McKinsey identified three key attributes relating to cash:
It continues of offer the only credible fall-back solution should electronic payments be disrupted. It notes that this becomes less effective as cash infrastructure declines.
Cash is the most accessible form of money and payments, which is important for particular groups in society.
Cash is public money, a claim on the central bank, available to all.
It found that at 96% of places where payments are made in person, cash is still accepted but noted that in a third of those places retailers actively encouraged people to pay electronically.
The cost of cash varies with usage rather than the size of the infrastructure, an important point as cash usage declines. Although passing on costs to those who incur them is an option, the DNB’s letter noted that heavy users of cash are often the vulnerable in society, those least able to pay.
Security of payments is a risk for retailers. The DNB said that money laundering and fraud are not an excuse to hamper the legitimate use of cash, to reduce accessibility of infrastructure or to reduce the inclusiveness of the payment system.
McKinsey concluded that today electronic fall-back solutions were not sufficiently robust. Their scope, how widely available they are, and their inclusiveness means they aren’t yet a credible alternative. The DNB will continue to research digital options to create fall-back options should electronic payments fail.
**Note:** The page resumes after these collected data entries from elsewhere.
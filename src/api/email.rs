//! Email delivery collaborator.
//!
//! The challenge issuer hands a fully rendered message to an `EmailSender`
//! and treats any error as a hard failure of the round. There is no queue
//! and no retry loop here: the protocol requires a single immediate outcome
//! per issuance, so retries are a caller decision.
//!
//! The default sender for local dev is `LogEmailSender`, which logs and
//! returns `Ok(())`. `HttpEmailSender` posts to an email relay endpoint
//! with a bounded client timeout.

use anyhow::{Context, Result};
use serde_json::json;
use std::time::Duration;
use tracing::{debug, info};
use url::Url;

#[derive(Clone, Debug)]
pub struct EmailMessage {
    pub from_email: String,
    pub to_email: String,
    pub subject: String,
    pub body: String,
}

/// Email delivery abstraction used by the challenge issuer.
pub trait EmailSender: Send + Sync {
    /// Deliver a message or return an error to fail the round.
    fn send(&self, message: &EmailMessage) -> Result<()>;
}

/// Local dev sender that logs the delivery instead of sending real email.
/// The envelope is logged at info; the body, which carries the one-time
/// code, only at debug so it never lands in production-level output.
#[derive(Clone, Debug)]
pub struct LogEmailSender;

impl EmailSender for LogEmailSender {
    fn send(&self, message: &EmailMessage) -> Result<()> {
        info!(
            from_email = %message.from_email,
            to_email = %message.to_email,
            subject = %message.subject,
            "email send stub"
        );
        debug!(body = %message.body, "email send stub body (dev only)");
        Ok(())
    }
}

/// Sender that posts the message as JSON to an email relay endpoint.
///
/// The blocking client is invoked from `spawn_blocking` by the issuer; its
/// own timeout bounds the request independently of the issuer's deadline.
pub struct HttpEmailSender {
    client: reqwest::blocking::Client,
    endpoint: Url,
}

impl HttpEmailSender {
    /// # Errors
    /// Returns an error if the endpoint is not a valid URL or the HTTP
    /// client cannot be built.
    pub fn new(endpoint: &str, timeout: Duration) -> Result<Self> {
        let endpoint = Url::parse(endpoint).context("Invalid email relay endpoint")?;
        let client = reqwest::blocking::Client::builder()
            .timeout(timeout)
            .user_agent(crate::APP_USER_AGENT)
            .build()
            .context("Failed to build email relay HTTP client")?;
        Ok(Self { client, endpoint })
    }
}

impl EmailSender for HttpEmailSender {
    fn send(&self, message: &EmailMessage) -> Result<()> {
        let payload = json!({
            "from": message.from_email,
            "to": message.to_email,
            "subject": message.subject,
            "body": message.body,
        });

        self.client
            .post(self.endpoint.clone())
            .json(&payload)
            .send()
            .context("Email relay request failed")?
            .error_for_status()
            .context("Email relay rejected the message")?;

        Ok(())
    }
}

#[cfg(test)]
mod tests {
    use super::*;

    fn message() -> EmailMessage {
        EmailMessage {
            from_email: "no-reply@sesamo.dev".to_string(),
            to_email: "alice@example.com".to_string(),
            subject: "Your sign-in code".to_string(),
            body: "Your one-time sign-in code is 123456.".to_string(),
        }
    }

    #[test]
    fn log_sender_always_succeeds() {
        assert!(LogEmailSender.send(&message()).is_ok());
    }

    #[test]
    fn http_sender_rejects_invalid_endpoint() {
        let sender = HttpEmailSender::new("not a url", Duration::from_secs(1));
        assert!(sender.is_err());
    }

    #[test]
    fn http_sender_accepts_valid_endpoint() {
        let sender = HttpEmailSender::new("https://relay.example.com/send", Duration::from_secs(1));
        assert!(sender.is_ok());
    }
}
If a robust fall-back solution is available, the DNB note that the societal functions of cash become the reason for cash to be sustained, cash becomes a ‘public good’, and this is a matter for government.
Although cash does have societal value, already the infrastructure is shrinking and retailers are asking people to pay electronically, the first step to rejecting cash. As a result, cash is at risk. One option is to follow Sweden’s approach and to regulate to safeguard cash.
The DNB would prefer to attempt to seek multi-lateral agreements between stakeholders to maintain cash rather than go straight to regulation. Experience shows this works, the Geldmaat shared ATM network is an example of this, and it creates flexibility for the future. This would buy time during which to find alternative solutions to allow the public to continue to enjoy the key attributes associated with cash.